In 2016, China launched its second orbital lab, the Tiangong-2. Taikonauts who visited the station have run experiments on growing rice and other plants.
Under President Xi Jinping, plans for China’s “space dream” have been put into overdrive.
China is looking to finally catch up with the United States and Russia after years of belatedly matching their milestones.
Besides a space station, China is also planning to build a base on the Moon, and the country’s National Space Administration said it aims to launch a crewed lunar mission by 2029.
But lunar work was dealt a setback in 2017 when the Long March-5 Y2, a powerful heavy-lift rocket, failed to launch on a mission to send communication satellites into orbit.
That forced the postponement of the Chang’e-5 launch, originally scheduled to collect Moon samples in the second half of 2017.
Another robot, the Chang’e-4, landed on the far side of the Moon in January 2019 — a historic first.
This was followed by one which landed on the near side of the Moon last year, raising a Chinese flag on the lunar surface.

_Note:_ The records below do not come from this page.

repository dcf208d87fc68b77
pub mod handlers;
pub mod router;
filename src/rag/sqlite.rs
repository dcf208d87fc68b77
//! SQLite-backed document index.
//!
//! In-process vector store using SQLite for chunk text and metadata and
//! brute-force cosine similarity for search.

use std::path::{Path, PathBuf};

use async_trait::async_trait;
use serde_json::Value;
use sqlx::sqlite::{SqliteConnectOptions, SqliteJournalMode, SqlitePoolOptions, SqliteSynchronous};
use sqlx::{Row, SqlitePool};

use super::store::{ChunkMetadata, ChunkSearchResult, RagStore, StoredChunk};
use crate::core::errors::ApiError;

pub struct SqliteRagStore {
    pool: SqlitePool,
    db_path: PathBuf,
}

impl SqliteRagStore {
    /// Opens the index file, creating it (and its directory) when missing.
    pub async fn with_path(db_path: PathBuf) -> Result<Self, ApiError> {
        if !db_path.exists() {
            tracing::warn!(
                "Vector index not found at {}; starting with an empty index",
                db_path.display()
            );
            if let Some(parent) = db_path.parent() {
                std::fs::create_dir_all(parent).map_err(ApiError::index)?;
            }
        }

        let options = SqliteConnectOptions::new()
            .filename(&db_path)
            .create_if_missing(true)
            .journal_mode(SqliteJournalMode::Wal)
            .synchronous(SqliteSynchronous::Normal);

        let pool = SqlitePoolOptions::new()
            .min_connections(1)
            .max_connections(4)
            .connect_with(options)
            .await
            .map_err(ApiError::index)?;

        let store = Self { pool, db_path };
        store.init_schema().await?;
        Ok(store)
    }

    pub fn db_path(&self) -> &Path {
        &self.db_path
    }

    async fn init_schema(&self) -> Result<(), ApiError> {
        sqlx::query(
            "CREATE TABLE IF NOT EXISTS rag_chunks (
                chunk_id TEXT PRIMARY KEY,
                content TEXT NOT NULL,
                source TEXT NOT NULL DEFAULT '',
                metadata TEXT NOT NULL DEFAULT '{}',
                embedding BLOB,
                created_at TEXT NOT NULL DEFAULT (STRFTIME('%Y-%m-%dT%H:%M:%fZ', 'now'))
            )",
        )
        .execute(&self.pool)
        .await
        .map_err(ApiError::index)?;

        sqlx::query("CREATE INDEX IF NOT EXISTS idx_rag_source ON rag_chunks(source)")
            .execute(&self.pool)
            .await
            .map_err(ApiError::index)?;

        sqlx::query(
            "CREATE TABLE IF NOT EXISTS rag_meta (
                key TEXT PRIMARY KEY,
                value TEXT NOT NULL,
                updated_at TEXT NOT NULL DEFAULT (STRFTIME('%Y-%m-%dT%H:%M:%fZ', 'now'))
            )",
        )
        .execute(&self.pool)
        .await
        .map_err(ApiError::index)?;

        Ok(())
    }

    fn serialize_embedding(embedding: &[f32]) -> Vec<u8> {
        embedding.iter().flat_map(|f| f.to_le_bytes()).collect()
    }

    fn deserialize_embedding(bytes: &[u8]) -> Vec<f32> {
        bytes
            .chunks_exact(4)
            .map(|chunk| f32::from_le_bytes([chunk[0], chunk[1], chunk[2], chunk[3]]))
            .collect()
    }

    fn cosine_similarity(a: &[f32], b: &[f32]) -> f32 {
        if a.len() != b.len() || a.is_empty() {
            return 0.0;
        }

        let dot: f32 = a.iter().zip(b.iter()).map(|(x, y)| x * y).sum();
        let norm_a: f32 = a.iter().map(|x| x * x).sum::<f32>().sqrt();
        let norm_b: f32 = b.iter().map(|x| x * x).sum::<f32>().sqrt();
        let denom = norm_a * norm_b;

        if denom <= f32::EPSILON {
            0.0
        } else {
            dot / denom
        }
    }

    fn row_to_chunk(row: &sqlx::sqlite::SqliteRow) -> StoredChunk {
        let metadata_str: String = row.get("metadata");
        let metadata = match serde_json::from_str::<Value>(&metadata_str) {
            Ok(Value::Object(map)) => map,
            _ => ChunkMetadata::new(),
        };

        StoredChunk {
            chunk_id: row.get("chunk_id"),
            content: row.get("content"),
            source: row.get("source"),
            metadata,
        }
    }
}

#[async_trait]
impl RagStore for SqliteRagStore {
    async fn insert_batch(&self, items: Vec<(StoredChunk, Vec<f32>)>) -> Result<(), ApiError> {
        if items.is_empty() {
            return Ok(());
        }

        let mut tx = self.pool.begin().await.map_err(ApiError::index)?;

        for (chunk, embedding) in &items {
            let blob = Self::serialize_embedding(embedding);
            let metadata_str =
                serde_json::to_string(&chunk.metadata).map_err(ApiError::internal)?;

            sqlx::query(
                "INSERT OR REPLACE INTO rag_chunks (chunk_id, content, source, metadata, embedding)
                 VALUES (?1, ?2, ?3, ?4, ?5)",
            )
            .bind(&chunk.chunk_id)
            .bind(&chunk.content)
            .bind(&chunk.source)
            .bind(&metadata_str)
            .bind(&blob)
            .execute(&mut *tx)
            .await
            .map_err(ApiError::index)?;
        }

        tx.commit().await.map_err(ApiError::index)?;
        Ok(())
    }

    async fn search(
        &self,
        query_embedding: &[f32],
        limit: usize,
    ) -> Result<Vec<ChunkSearchResult>, ApiError> {
        if limit == 0 {
            return Ok(Vec::new());
        }

        let rows = sqlx::query(
            "SELECT chunk_id, content, source, metadata, embedding
             FROM rag_chunks
             ORDER BY rowid",
        )
        .fetch_all(&self.pool)
        .await
        .map_err(ApiError::index)?;

        let mut scored: Vec<ChunkSearchResult> = rows
            .iter()
            .map(|row| {
                let embedding_bytes: Option<Vec<u8>> = row.get("embedding");
                let stored_emb = Self::deserialize_embedding(&embedding_bytes.unwrap_or_default());
                let score = Self::cosine_similarity(query_embedding, &stored_emb);

                ChunkSearchResult {
                    chunk: Self::row_to_chunk(row),
                    score,
                }
            })
            .collect();

        // sort_by is stable: equal scores keep rowid order.
        scored.sort_by(|a, b| {
            b.score
                .partial_cmp(&a.score)
                .unwrap_or(std::cmp::Ordering::Equal)
        });
        scored.truncate(limit);

        Ok(scored)
    }

    async fn count(&self) -> Result<usize, ApiError> {
        let count: i64 = sqlx::query_scalar("SELECT COUNT(*) FROM rag_chunks")
            .fetch_one(&self.pool)
            .await
            .map_err(ApiError::index)?;

        Ok(count as usize)
    }

    async fn embedding_model(&self) -> Result<Option<String>, ApiError> {
        sqlx::query_scalar("SELECT value FROM rag_meta WHERE key = 'embedding_model'")
            .fetch_optional(&self.pool)
            .await
            .map_err(ApiError::index)
    }

    async fn reset_with_model(&self, embedding_model: &str) -> Result<(), ApiError> {
        let mut tx = self.pool.begin().await.map_err(ApiError::index)?;

        sqlx::query("DELETE FROM rag_chunks")
            .execute(&mut *tx)
            .await
            .map_err(ApiError::index)?;

        sqlx::query(
            "INSERT OR REPLACE INTO rag_meta (key, value, updated_at)
             VALUES ('embedding_model', ?1, STRFTIME('%Y-%m-%dT%H:%M:%fZ', 'now'))",
        )
        .bind(embedding_model)
        .execute(&mut *tx)
        .await
        .map_err(ApiError::index)?;

        tx.commit().await.map_err(ApiError::index)?;
        Ok(())
    }
}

The unmanned spacecraft returned to Earth in December with rocks and soil — the first lunar samples collected in four decades.
And in February 2021 the first images of Mars were sent back by the five-tonne Tianwen-1, which then landed a rover on the Martian surface in May that has since started to explore the surface of the Red Planet.

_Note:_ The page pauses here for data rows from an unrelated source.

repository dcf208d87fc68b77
pub mod defaults;
pub mod paths;
pub mod service;
pub mod types;
pub mod validation;

pub use paths::AppPaths;
pub use service::ConfigService;
pub use types::{AppConfig, IngestConfig, ModelsConfig, RetrievalConfig, ServerConfig, StorageConfig};
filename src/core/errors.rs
use axum::{http::StatusCode, response::IntoResponse, Json};
use serde_json::json;
use thiserror::Error;

#[derive(Debug, Error)]
pub enum ApiError {
    #[error("{0}")]
    BadRequest(String),
    #[error("index unavailable: {0}")]
    IndexUnavailable(String),
    #[error("model unavailable: {0}")]
    ModelUnavailable(String),
    #[error("invalid configuration: {0}")]
    Config(String),
    #[error("internal error: {0}")]
    Internal(String),
}

impl ApiError {
    pub fn internal<E: std::fmt::Display>(err: E) -> Self {
        ApiError::Internal(err.to_string())
    }

    pub fn index<E: std::fmt::Display>(err: E) -> Self {
        ApiError::IndexUnavailable(err.to_string())
    }

    pub fn model<E: std::fmt::Display>(err: E) -> Self {
        ApiError::ModelUnavailable(err.to_string())
    }

    pub fn status_code(&self) -> StatusCode {
        match self {
            ApiError::BadRequest(_) => StatusCode::BAD_REQUEST,
            ApiError::IndexUnavailable(_) | ApiError::ModelUnavailable(_) => {
                StatusCode::SERVICE_UNAVAILABLE
            }
            ApiError::Config(_) | ApiError::Internal(_) => StatusCode::INTERNAL_SERVER_ERROR,
        }
    }
}

impl IntoResponse for ApiError {
    fn into_response(self) -> axum::response::Response {
        let status = self.status_code();
        let body = Json(json!({ "error": self.to_string() }));
        (status, body).into_response()
    }
}
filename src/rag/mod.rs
//! Retrieval-augmented generation.
//!
//! - `RagStore` / `SqliteRagStore`: the persisted document index
//! - `Retriever`: top-k embedding search over the index
//! - `AnswerSynthesizer`: grounded prompt + generation with source citations
//! - `ingest`: offline loading of the documents directory into the index

pub mod chunking;
pub mod ingest;
pub mod prompt;
pub mod retriever;
pub mod sqlite;
pub mod store;
pub mod synthesizer;

pub use chunking::{TextChunk, TextChunker};
pub use retriever::Retriever;
pub use sqlite::SqliteRagStore;
pub use store::{ChunkMetadata, ChunkSearchResult, RagStore, StoredChunk};
pub use synthesizer::{AnswerSynthesizer, ChatResponse};
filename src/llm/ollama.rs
use std::time::Duration;

use async_trait::async_trait;
use reqwest::Client;
use serde::Deserialize;
use serde_json::{json, Value};

use super::provider::{EmbeddingProvider, LlmProvider};
use super::types::{ChatMessage, ChatRequest};
use crate::core::errors::ApiError;

/// Client for one model on an Ollama server.
///
/// The same type backs both the chat model and the embedding model; build
/// one instance per model id.
#[derive(Clone)]
pub struct OllamaProvider {
    base_url: String,
    model: String,
    client: Client,
}

impl OllamaProvider {
    pub fn new(base_url: &str, model: &str, timeout: Duration) -> Result<Self, ApiError> {
        let client = Client::builder()
            .timeout(timeout)
            .build()
            .map_err(ApiError::internal)?;

        Ok(Self {
            base_url: base_url.trim_end_matches('/').to_string(),
            model: model.to_string(),
            client,
        })
    }

    async fn post_json(&self, path: &str, body: &Value) -> Result<Value, ApiError> {
        let url = format!("{}{}", self.base_url, path);
        let res = self
            .client
            .post(&url)
            .json(body)
            .send()
            .await
            .map_err(|e| ApiError::ModelUnavailable(format!("{} request failed: {}", url, e)))?;

        let status = res.status();
        if !status.is_success() {
            let text = res.text().await.unwrap_or_default();
            let detail = serde_json::from_str::<Value>(&text)
                .ok()
                .and_then(|v| v.get("error").and_then(|e| e.as_str()).map(str::to_string))
                .unwrap_or(text);
            return Err(ApiError::ModelUnavailable(format!(
                "ollama model '{}' returned {}: {}",
                self.model, status, detail
            )));
        }

        res.json().await.map_err(ApiError::model)
    }
}

#[derive(Deserialize)]
struct OllamaChatResponse {
    message: ChatMessage,
}

#[derive(Deserialize)]
struct OllamaEmbedResponse {
    embeddings: Vec<Vec<f32>>,
}

#[async_trait]
impl LlmProvider for OllamaProvider {
    fn model(&self) -> &str {
        &self.model
    }

    async fn health_check(&self) -> Result<bool, ApiError> {
        let url = format!("{}/api/tags", self.base_url);
        match self.client.get(&url).send().await {
            Ok(resp) => Ok(resp.status().is_success()),
            Err(_) => Ok(false),
        }
    }

    async fn chat(&self, request: ChatRequest) -> Result<String, ApiError> {
        let body = json!({
            "model": self.model,
            "messages": request.messages,
            "stream": false,
        });

        let payload = self.post_json("/api/chat", &body).await?;
        let response: OllamaChatResponse = serde_json::from_value(payload).map_err(|e| {
            ApiError::ModelUnavailable(format!("unexpected chat response from ollama: {}", e))
        })?;

        Ok(response.message.content)
    }
}

#[async_trait]
impl EmbeddingProvider for OllamaProvider {
    fn model(&self) -> &str {
        &self.model
    }

    async fn embed(&self, inputs: &[String]) -> Result<Vec<Vec<f32>>, ApiError> {
        if inputs.is_empty() {
            return Ok(Vec::new());
        }

        let body = json!({
            "model": self.model,
            "input": inputs,
        });

        let payload = self.post_json("/api/embed", &body).await?;
        let response: OllamaEmbedResponse = serde_json::from_value(payload).map_err(|e| {
            ApiError::ModelUnavailable(format!("unexpected embed response from ollama: {}", e))
        })?;

        if response.embeddings.len() != inputs.len() {
            return Err(ApiError::ModelUnavailable(format!(
                "embedding model '{}' returned {} vectors for {} inputs",
                self.model,
                response.embeddings.len(),
                inputs.len()
            )));
        }

        Ok(response.embeddings)
    }
}
use thiserror::Error;

#[derive(Debug, Error)]
pub enum InitializationError {
    #[error("Failed to open vector index: {0}")]
    Rag(#[source] anyhow::Error),

    #[error("Failed to initialize model clients: {0}")]
    Llm(#[source] anyhow::Error),
}
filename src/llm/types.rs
use serde::{Deserialize, Serialize};

#[derive(Debug, Clone, PartialEq, Serialize, Deserialize)]
pub struct ChatMessage {
    pub role: String,
    pub content: String,
}

impl ChatMessage {
    pub fn user(content: impl Into<String>) -> Self {
        Self {
            role: "user".to_string(),
            content: content.into(),
        }
    }
}

#[derive(Debug, Clone)]
pub struct ChatRequest {
    pub messages: Vec<ChatMessage>,
}

impl ChatRequest {
    pub fn new(messages: Vec<ChatMessage>) -> Self {
        Self { messages }
    }
}
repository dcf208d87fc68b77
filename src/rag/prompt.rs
use super::store::ChunkSearchResult;

const INSTRUCTIONS: &str = "Use the following pieces of context to answer the question at the end.\n\
If you don't know the answer, just say that you don't know, don't try to make up an answer.";

const CHUNK_SEPARATOR: &str = "\n\n";

/// Joins chunk texts in retrieval order.
pub fn build_context(chunks: &[ChunkSearchResult]) -> String {
    chunks
        .iter()
        .map(|result| result.chunk.content.as_str())
        .collect::<Vec<_>>()
        .join(CHUNK_SEPARATOR)
}

/// Renders the grounded-answer prompt around `context` and the verbatim question.
pub fn render_prompt(context: &str, question: &str) -> String {
    format!(
        "{}\n\nContext: {}\n\nQuestion: {}\n\nAnswer:",
        INSTRUCTIONS, context, question
    )
}
use serde_json::{json, Value};

pub const DEFAULT_PORT: u64 = 5000;
pub const DEFAULT_TOP_K: u64 = 5;
pub const DEFAULT_LLM_MODEL: &str = "llama2";
pub const DEFAULT_EMBEDDING_MODEL: &str = "all-minilm";
pub const DEFAULT_OLLAMA_BASE_URL: &str = "http://localhost:11434";

pub fn default_config() -> Value {
    json!({
        "server": {
            "host": "127.0.0.1",
            "port": DEFAULT_PORT,
            "cors_allowed_origins": default_local_origins(),
        },
        "storage": {
            "vector_db_path": "storage/vectordb",
            "documents_path": "storage/documents",
        },
        "models": {
            "llm_model": DEFAULT_LLM_MODEL,
            "embedding_model": DEFAULT_EMBEDDING_MODEL,
            "ollama_base_url": DEFAULT_OLLAMA_BASE_URL,
            "request_timeout_secs": 120,
        },
        "retrieval": {
            "top_k": DEFAULT_TOP_K,
        },
        "ingest": {
            "chunk_size": 500,
            "chunk_overlap": 50,
            "batch_size": 32,
        },
    })
}

pub fn default_local_origins() -> Vec<String> {
    vec![
        "http://localhost".to_string(),
        "http://localhost:3000".to_string(),
        "http://localhost:5173".to_string(),
        "http://127.0.0.1".to_string(),
        "http://127.0.0.1:3000".to_string(),
        "http://127.0.0.1:5173".to_string(),
    ]
}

The trio of astronauts will dock with the core Tianhe module of the Chinese space station, which was successfully placed in orbit on April 29.
The Chinese space station Tiangong — meaning “heavenly palace” — will need around 11 total missions to bring more parts and assemble them into orbit.
Once completed, it is expected to remain in low Earth orbit at between 400 and 450 kilometres (250 and 280 miles) above our planet for at least 10 years — realising an ambition to maintain a long-term human presence in space.
While China does not plan to use its space station for international cooperation on the scale of the International Space Station, Beijing said it is open to foreign collaboration.
It is not yet clear how extensive that cooperation will be.